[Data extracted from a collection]
//! Analytics Sinks

use std::io;

use tracing::{info, warn};

use crate::analytics::{AnalyticsEvent, AnalyticsSink};

/// Keeps every recorded event in memory.
#[derive(Debug, Default)]
pub struct RecordingSink {
    events: Vec<AnalyticsEvent>,
}

impl RecordingSink {
    /// Create an empty sink.
    pub fn new() -> Self {
        Self::default()
    }

    /// Events recorded so far, oldest first.
    pub fn events(&self) -> &[AnalyticsEvent] {
        &self.events
    }
}

impl AnalyticsSink for RecordingSink {
    fn record(&mut self, event: &AnalyticsEvent) {
        self.events.push(event.clone());
    }
}

/// Emits each event as a structured log line.
#[derive(Debug, Default, Clone, Copy)]
pub struct TracingSink;

impl AnalyticsSink for TracingSink {
    fn record(&mut self, event: &AnalyticsEvent) {
        match serde_json::to_string(event) {
            Ok(payload) => info!(target: "trolley::analytics", event = event.name(), %payload),
            Err(err) => warn!(target: "trolley::analytics", event = event.name(), %err, "could not encode event"),
        }
    }
}

/// Writes each event as one line of JSON.
#[derive(Debug)]
pub struct JsonLinesSink<W> {
    out: W,
}

impl<W: io::Write> JsonLinesSink<W> {
    /// Create a sink writing to `out`.
    pub fn new(out: W) -> Self {
        Self { out }
    }

    /// Consume the sink, returning the writer.
    pub fn into_inner(self) -> W {
        self.out
    }

    fn write_event(&mut self, event: &AnalyticsEvent) -> io::Result<()> {
        serde_json::to_writer(&mut self.out, event)?;
        self.out.write_all(b"\n")?;
        self.out.flush()
    }
}

impl<W: io::Write> AnalyticsSink for JsonLinesSink<W> {
    fn record(&mut self, event: &AnalyticsEvent) {
        if let Err(err) = self.write_event(event) {
            warn!(target: "trolley::analytics", event = event.name(), %err, "could not write event");
        }
    }
}

#[cfg(test)]
mod tests {
    use rust_decimal::Decimal;
    use testresult::TestResult;

    use crate::{analytics::AddToCartEvent, products::Product};

    use super::*;

    fn add_event() -> AnalyticsEvent {
        AnalyticsEvent::AddToCart(AddToCartEvent::for_product(&Product::new(
            3,
            "Ergonomic Mouse",
            Decimal::new(45, 0),
        )))
    }

    #[test]
    fn recording_sink_keeps_events_in_order() {
        let mut sink = RecordingSink::new();

        sink.record(&add_event());
        sink.record(&add_event());

        assert_eq!(sink.events().len(), 2);
        assert!(sink.events().iter().all(|e| e.name() == "add_to_cart"));
    }

    #[test]
    fn json_lines_sink_writes_one_line_per_event() -> TestResult {
        let mut sink = JsonLinesSink::new(Vec::new());

        sink.record(&add_event());
        sink.record(&add_event());

        let output = String::from_utf8(sink.into_inner())?;
        let lines: Vec<&str> = output.lines().collect();

        assert_eq!(lines.len(), 2);

        for line in lines {
            let value: serde_json::Value = serde_json::from_str(line)?;
            assert_eq!(value["event"], "add_to_cart");
        }

        Ok(())
    }

    #[test]
    fn borrowed_sinks_record_into_the_owner() {
        fn record_twice(mut sink: impl AnalyticsSink) {
            sink.record(&add_event());
            sink.record(&add_event());
        }

        let mut sink = RecordingSink::new();

        record_twice(&mut sink);

        assert_eq!(sink.events().len(), 2);
    }
}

> _Exercise prompt_:
Would you repeat each of the lines above exactly?

> _Task solution_:
//! Analytics Sinks

use std::io;

use tracing::{info, warn};

use crate::analytics::{AnalyticsEvent, AnalyticsSink};

/// Keeps every recorded event in memory.
#[derive(Debug, Default)]
pub struct RecordingSink {
    events: Vec<AnalyticsEvent>,
}

impl RecordingSink {
    /// Create an empty sink.
    pub fn new() -> Self {
        Self::default()
    }

    /// Events recorded so far, oldest first.
    pub fn events(&self) -> &[AnalyticsEvent] {
        &self.events
    }
}

impl AnalyticsSink for RecordingSink {
    fn record(&mut self, event: &AnalyticsEvent) {
        self.events.push(event.clone());
    }
}

/// Emits each event as a structured log line.
#[derive(Debug, Default, Clone, Copy)]
pub struct TracingSink;

impl AnalyticsSink for TracingSink {
    fn record(&mut self, event: &AnalyticsEvent) {
        match serde_json::to_string(event) {
            Ok(payload) => info!(target: "trolley::analytics", event = event.name(), %payload),
            Err(err) => warn!(target: "trolley::analytics", event = event.name(), %err, "could not encode event"),
        }
    }
}

/// Writes each event as one line of JSON.
#[derive(Debug)]
pub struct JsonLinesSink<W> {
    out: W,
}

impl<W: io::Write> JsonLinesSink<W> {
    /// Create a sink writing to `out`.
    pub fn new(out: W) -> Self {
        Self { out }
    }

    /// Consume the sink, returning the writer.
    pub fn into_inner(self) -> W {
        self.out
    }

    fn write_event(&mut self, event: &AnalyticsEvent) -> io::Result<()> {
        serde_json::to_writer(&mut self.out, event)?;
        self.out.write_all(b"\n")?;
        self.out.flush()
    }
}

impl<W: io::Write> AnalyticsSink for JsonLinesSink<W> {
    fn record(&mut self, event: &AnalyticsEvent) {
        if let Err(err) = self.write_event(event) {
            warn!(target: "trolley::analytics", event = event.name(), %err, "could not write event");
        }
    }
}

#[cfg(test)]
mod tests {
    use rust_decimal::Decimal;
    use testresult::TestResult;

    use crate::{analytics::AddToCartEvent, products::Product};

    use super::*;

    fn add_event() -> AnalyticsEvent {
        AnalyticsEvent::AddToCart(AddToCartEvent::for_product(&Product::new(
            3,
            "Ergonomic Mouse",
            Decimal::new(45, 0),
        )))
    }

    #[test]
    fn recording_sink_keeps_events_in_order() {
        let mut sink = RecordingSink::new();

        sink.record(&add_event());
        sink.record(&add_event());

        assert_eq!(sink.events().len(), 2);
        assert!(sink.events().iter().all(|e| e.name() == "add_to_cart"));
    }

    #[test]
    fn json_lines_sink_writes_one_line_per_event() -> TestResult {
        let mut sink = JsonLinesSink::new(Vec::new());

        sink.record(&add_event());
        sink.record(&add_event());

        let output = String::from_utf8(sink.into_inner())?;
        let lines: Vec<&str> = output.lines().collect();

        assert_eq!(lines.len(), 2);

        for line in lines {
            let value: serde_json::Value = serde_json::from_str(line)?;
            assert_eq!(value["event"], "add_to_cart");
        }

        Ok(())
    }

    #[test]
    fn borrowed_sinks_record_into_the_owner() {
        fn record_twice(mut sink: impl AnalyticsSink) {
            sink.record(&add_event());
            sink.record(&add_event());
        }

        let mut sink = RecordingSink::new();

        record_twice(&mut sink);

        assert_eq!(sink.events().len(), 2);
    }
}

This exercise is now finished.